Structural Analysis and Design of Foundations: A Comprehensive Handbook for S...Dr.Costas Sachpazis

Introduction to Multiple Access Protocol.pptxupamatechverse

KubeKraft presentation @CloudNativeHooghlysanyuktamishra911

CCS335 _ Neural Networks and Deep Learning Laboratory_Lab Complete RecordAsst.prof M.Gokilavani

UNIT-II FMM-Flow Through Circular Conduitsrknatarajan

Call Girls Pimpri Chinchwad Call Me 7737669865 Budget Friendly No Advance Boo...roncy bisnoi

Call Girls Service Nashik Vaishnavi 7001305949 Independent Escort Service NashikCall Girls in Nagpur High Profile

Introduction and different types of Ethernet.pptxupamatechverse

Porous Ceramics seminar and technical writingrakeshbaidya232001

ONLINE FOOD ORDER SYSTEM PROJECT REPORT.pdfKamal Acharya

AKTU Computer Networks notes --- Unit 3.pdfankushspencer015

Recently uploaded (20)

Online banking management system project.pdf

(ANJALI) Dange Chowk Call Girls Just Call 7001035870 [ Cash on Delivery ] Pun...

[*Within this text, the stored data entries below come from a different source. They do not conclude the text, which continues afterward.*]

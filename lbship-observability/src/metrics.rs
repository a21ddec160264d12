use prometheus::{IntCounter, IntGauge, Opts, Registry};

/// Every counter the pipeline maintains.
#[derive(Debug, Clone, Copy, PartialEq, Eq)]
pub enum Metric {
    LinesSubmitted,
    LinesDropped,
    RecordsParsed,
    RecordsMalformed,
    RecordsRejected,
    GeoLookupErrors,
    GeoNotFound,
    GeoCacheHits,
    GeoCacheMisses,
    HashCacheHits,
    HashCacheMisses,
    DocumentsFlushed,
    FlushFailures,
    RecordsForwarded,
    ForwardDrops,
}

impl Metric {
    pub const ALL: [Metric; 15] = [
        Metric::LinesSubmitted,
        Metric::LinesDropped,
        Metric::RecordsParsed,
        Metric::RecordsMalformed,
        Metric::RecordsRejected,
        Metric::GeoLookupErrors,
        Metric::GeoNotFound,
        Metric::GeoCacheHits,
        Metric::GeoCacheMisses,
        Metric::HashCacheHits,
        Metric::HashCacheMisses,
        Metric::DocumentsFlushed,
        Metric::FlushFailures,
        Metric::RecordsForwarded,
        Metric::ForwardDrops,
    ];

    pub fn name(self) -> &'static str {
        match self {
            Metric::LinesSubmitted => "lines_submitted_total",
            Metric::LinesDropped => "lines_dropped_total",
            Metric::RecordsParsed => "records_parsed_total",
            Metric::RecordsMalformed => "records_malformed_total",
            Metric::RecordsRejected => "records_rejected_total",
            Metric::GeoLookupErrors => "geo_lookup_errors_total",
            Metric::GeoNotFound => "geo_not_found_total",
            Metric::GeoCacheHits => "geo_cache_hits_total",
            Metric::GeoCacheMisses => "geo_cache_misses_total",
            Metric::HashCacheHits => "hash_cache_hits_total",
            Metric::HashCacheMisses => "hash_cache_misses_total",
            Metric::DocumentsFlushed => "documents_flushed_total",
            Metric::FlushFailures => "flush_failures_total",
            Metric::RecordsForwarded => "records_forwarded_total",
            Metric::ForwardDrops => "forward_drops_total",
        }
    }

    fn help(self) -> &'static str {
        match self {
            Metric::LinesSubmitted => "Lines accepted into the work queue",
            Metric::LinesDropped => "Lines dropped because the work queue was full or closed",
            Metric::RecordsParsed => "Lines parsed into records",
            Metric::RecordsMalformed => "Lines with the wrong field count",
            Metric::RecordsRejected => "Records dropped for an out-of-range status",
            Metric::GeoLookupErrors => "GeoIP lookups that failed with an error",
            Metric::GeoNotFound => "Client addresses absent from the GeoIP database",
            Metric::GeoCacheHits => "GeoIP cache hits",
            Metric::GeoCacheMisses => "GeoIP cache misses",
            Metric::HashCacheHits => "Client hash cache hits",
            Metric::HashCacheMisses => "Client hash cache misses",
            Metric::DocumentsFlushed => "Documents accepted by the storage backend",
            Metric::FlushFailures => "Batch flushes that failed",
            Metric::RecordsForwarded => "Records sent to the forward target",
            Metric::ForwardDrops => "Records dropped by the forwarder",
        }
    }

    fn index(self) -> usize {
        self as usize
    }
}

/// Pipeline counters, a no-op when disabled.
///
/// When `enabled = false` no registry is created and every `inc` is a
/// branch on `None`, so the worker hot path pays nothing.
pub struct PipelineMetrics {
    registry: Option<Registry>,
    counters: Vec<IntCounter>,
    workers_running: Option<IntGauge>,
}

impl PipelineMetrics {
    /// Create a new collector. When `enabled = false`, everything is empty.
    pub fn new(enabled: bool) -> anyhow::Result<Self> {
        if !enabled {
            return Ok(Self::disabled());
        }

        let registry = Registry::new_custom(Some("lbship".to_string()), None)?;
        let mut counters = Vec::with_capacity(Metric::ALL.len());
        for metric in Metric::ALL {
            let counter = IntCounter::with_opts(Opts::new(metric.name(), metric.help()))?;
            registry.register(Box::new(counter.clone()))?;
            counters.push(counter);
        }

        let workers_running = IntGauge::new("workers_running", "Workers not yet stopped")?;
        registry.register(Box::new(workers_running.clone()))?;

        Ok(Self {
            registry: Some(registry),
            counters,
            workers_running: Some(workers_running),
        })
    }

    pub fn disabled() -> Self {
        Self {
            registry: None,
            counters: Vec::new(),
            workers_running: None,
        }
    }

    #[inline]
    pub fn inc(&self, metric: Metric) {
        self.inc_by(metric, 1);
    }

    #[inline]
    pub fn inc_by(&self, metric: Metric, n: u64) {
        if let Some(counter) = self.counters.get(metric.index()) {
            counter.inc_by(n);
        }
    }

    /// Current value; always 0 when disabled.
    pub fn get(&self, metric: Metric) -> u64 {
        self.counters
            .get(metric.index())
            .map(|c| c.get())
            .unwrap_or(0)
    }

    pub fn worker_started(&self) {
        if let Some(ref gauge) = self.workers_running {
            gauge.inc();
        }
    }

    pub fn worker_stopped(&self) {
        if let Some(ref gauge) = self.workers_running {
            gauge.dec();
        }
    }

    pub fn workers_running(&self) -> i64 {
        self.workers_running.as_ref().map(|g| g.get()).unwrap_or(0)
    }

    /// Render prometheus text exposition format.
    pub fn render(&self) -> String {
        match self.registry {
            Some(ref registry) => crate::prometheus_exporter::render_metrics(registry),
            None => String::new(),
        }
    }

    pub fn is_enabled(&self) -> bool {
        self.registry.is_some()
    }
}

impl Default for PipelineMetrics {
    fn default() -> Self {
        Self::disabled()
    }
}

MANUFACTURING PROCESS-II UNIT-2 LATHE MACHINE

Roadmap to Membership of RICS - Pathways and Routes

(INDIRA) Call Girl Aurangabad Call Now 8617697112 Aurangabad Escorts 24x7

Call Girls in Nagpur Suman Call 7001035870 Meet With Nagpur Escorts

High Profile Call Girls Nagpur Isha Call 7001035870 Meet With Nagpur Escorts

BSides Seattle 2024 - Stopping Ethan Hunt From Taking Your Data.pptx

High Profile Call Girls Nagpur Meera Call 7001035870 Meet With Nagpur Escorts

Structural Analysis and Design of Foundations: A Comprehensive Handbook for S...

Introduction to Multiple Access Protocol.pptx

KubeKraft presentation @CloudNativeHooghly

CCS335 _ Neural Networks and Deep Learning Laboratory_Lab Complete Record

UNIT-II FMM-Flow Through Circular Conduits

Call Girls Pimpri Chinchwad Call Me 7737669865 Budget Friendly No Advance Boo...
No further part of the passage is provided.